● **Problem requirements**: Where "reason" appears in a line of the entries below, that line should be copied.

Start of Recorded information

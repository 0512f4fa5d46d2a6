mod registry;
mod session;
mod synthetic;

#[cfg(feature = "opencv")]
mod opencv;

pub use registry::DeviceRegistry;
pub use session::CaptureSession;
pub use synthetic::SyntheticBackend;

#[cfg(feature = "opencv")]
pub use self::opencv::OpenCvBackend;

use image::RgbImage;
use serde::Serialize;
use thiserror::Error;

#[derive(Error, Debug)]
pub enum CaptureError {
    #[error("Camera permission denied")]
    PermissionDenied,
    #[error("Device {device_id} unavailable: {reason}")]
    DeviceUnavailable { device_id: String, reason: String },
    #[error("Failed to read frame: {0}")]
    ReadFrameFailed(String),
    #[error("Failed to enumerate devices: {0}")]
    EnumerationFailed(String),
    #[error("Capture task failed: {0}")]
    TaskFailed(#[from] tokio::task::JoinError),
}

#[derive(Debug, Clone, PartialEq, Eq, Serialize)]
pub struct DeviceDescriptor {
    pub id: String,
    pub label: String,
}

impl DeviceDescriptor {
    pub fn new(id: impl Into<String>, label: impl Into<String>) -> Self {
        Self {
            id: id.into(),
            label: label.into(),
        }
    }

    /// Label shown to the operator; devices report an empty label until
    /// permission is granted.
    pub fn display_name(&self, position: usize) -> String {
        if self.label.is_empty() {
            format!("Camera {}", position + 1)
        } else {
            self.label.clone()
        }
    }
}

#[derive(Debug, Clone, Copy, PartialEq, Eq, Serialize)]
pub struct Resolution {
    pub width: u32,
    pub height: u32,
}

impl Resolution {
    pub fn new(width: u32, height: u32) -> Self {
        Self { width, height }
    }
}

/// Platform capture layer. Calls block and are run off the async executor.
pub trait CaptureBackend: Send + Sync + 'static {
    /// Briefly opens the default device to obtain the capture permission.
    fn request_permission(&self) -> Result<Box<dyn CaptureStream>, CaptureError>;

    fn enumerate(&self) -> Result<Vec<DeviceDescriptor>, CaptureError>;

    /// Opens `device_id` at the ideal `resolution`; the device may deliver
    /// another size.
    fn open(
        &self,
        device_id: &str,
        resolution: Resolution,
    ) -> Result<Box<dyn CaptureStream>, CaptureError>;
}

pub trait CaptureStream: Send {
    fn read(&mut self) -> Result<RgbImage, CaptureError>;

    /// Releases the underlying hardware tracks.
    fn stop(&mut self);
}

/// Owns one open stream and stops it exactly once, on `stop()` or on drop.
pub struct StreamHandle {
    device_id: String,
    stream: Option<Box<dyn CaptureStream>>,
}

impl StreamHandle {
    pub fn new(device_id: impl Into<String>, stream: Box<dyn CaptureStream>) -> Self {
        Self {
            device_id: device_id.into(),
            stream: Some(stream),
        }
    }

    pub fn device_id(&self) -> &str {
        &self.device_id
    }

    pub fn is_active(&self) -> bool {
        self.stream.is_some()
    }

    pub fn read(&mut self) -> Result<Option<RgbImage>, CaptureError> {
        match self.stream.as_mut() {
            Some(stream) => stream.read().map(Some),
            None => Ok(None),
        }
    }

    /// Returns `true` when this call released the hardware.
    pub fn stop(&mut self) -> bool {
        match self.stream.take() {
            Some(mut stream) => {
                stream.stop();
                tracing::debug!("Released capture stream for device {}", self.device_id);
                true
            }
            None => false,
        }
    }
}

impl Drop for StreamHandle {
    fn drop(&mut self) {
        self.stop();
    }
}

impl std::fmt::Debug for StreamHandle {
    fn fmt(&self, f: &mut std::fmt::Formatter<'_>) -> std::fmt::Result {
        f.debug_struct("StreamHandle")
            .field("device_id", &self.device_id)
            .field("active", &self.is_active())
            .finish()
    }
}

End of Recorded information
Start of Recorded information

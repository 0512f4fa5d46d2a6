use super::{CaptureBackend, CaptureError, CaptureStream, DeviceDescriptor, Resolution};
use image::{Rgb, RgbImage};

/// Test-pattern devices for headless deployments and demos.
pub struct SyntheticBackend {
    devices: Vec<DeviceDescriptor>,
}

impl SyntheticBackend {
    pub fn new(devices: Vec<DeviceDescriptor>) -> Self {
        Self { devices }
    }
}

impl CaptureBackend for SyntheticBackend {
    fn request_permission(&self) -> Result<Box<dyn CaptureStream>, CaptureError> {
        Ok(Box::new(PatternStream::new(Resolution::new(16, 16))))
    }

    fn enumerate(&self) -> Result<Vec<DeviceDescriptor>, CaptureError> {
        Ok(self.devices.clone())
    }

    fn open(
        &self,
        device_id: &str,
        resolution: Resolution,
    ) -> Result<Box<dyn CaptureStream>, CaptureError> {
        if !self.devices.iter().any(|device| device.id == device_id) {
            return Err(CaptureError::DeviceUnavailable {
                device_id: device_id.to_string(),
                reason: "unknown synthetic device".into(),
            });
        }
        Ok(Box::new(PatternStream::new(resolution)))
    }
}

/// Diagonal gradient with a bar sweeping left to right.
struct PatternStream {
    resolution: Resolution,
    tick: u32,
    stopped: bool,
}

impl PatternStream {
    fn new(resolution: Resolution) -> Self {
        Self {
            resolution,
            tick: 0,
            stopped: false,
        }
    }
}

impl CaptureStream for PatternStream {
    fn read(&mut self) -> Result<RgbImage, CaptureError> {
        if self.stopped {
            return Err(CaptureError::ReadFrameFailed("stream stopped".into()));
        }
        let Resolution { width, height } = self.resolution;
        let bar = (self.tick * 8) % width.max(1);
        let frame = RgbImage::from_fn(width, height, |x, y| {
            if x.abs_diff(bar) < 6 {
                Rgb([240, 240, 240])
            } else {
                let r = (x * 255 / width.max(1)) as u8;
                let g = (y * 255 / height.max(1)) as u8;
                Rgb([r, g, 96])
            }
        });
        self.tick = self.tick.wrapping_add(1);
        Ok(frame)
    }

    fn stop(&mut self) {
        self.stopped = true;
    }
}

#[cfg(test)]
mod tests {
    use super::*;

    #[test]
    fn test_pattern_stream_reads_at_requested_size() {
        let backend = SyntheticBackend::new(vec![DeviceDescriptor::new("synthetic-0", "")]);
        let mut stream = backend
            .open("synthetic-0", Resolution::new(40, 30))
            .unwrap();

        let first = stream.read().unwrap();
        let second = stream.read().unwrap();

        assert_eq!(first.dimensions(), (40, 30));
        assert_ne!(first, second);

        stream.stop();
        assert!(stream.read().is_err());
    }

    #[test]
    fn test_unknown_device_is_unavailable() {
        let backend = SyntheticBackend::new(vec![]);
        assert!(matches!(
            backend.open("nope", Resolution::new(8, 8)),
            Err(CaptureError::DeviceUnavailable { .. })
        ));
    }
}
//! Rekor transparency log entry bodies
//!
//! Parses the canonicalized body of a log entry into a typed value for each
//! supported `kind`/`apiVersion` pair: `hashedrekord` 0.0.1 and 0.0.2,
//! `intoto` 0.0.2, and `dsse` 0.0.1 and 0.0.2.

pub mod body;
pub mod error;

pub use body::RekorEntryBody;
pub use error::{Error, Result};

End of Recorded information

● **Result of this task**:
    #[error("Device {device_id} unavailable: {reason}")]
    DeviceUnavailable { device_id: String, reason: String },
                reason: "unknown synthetic device".into(),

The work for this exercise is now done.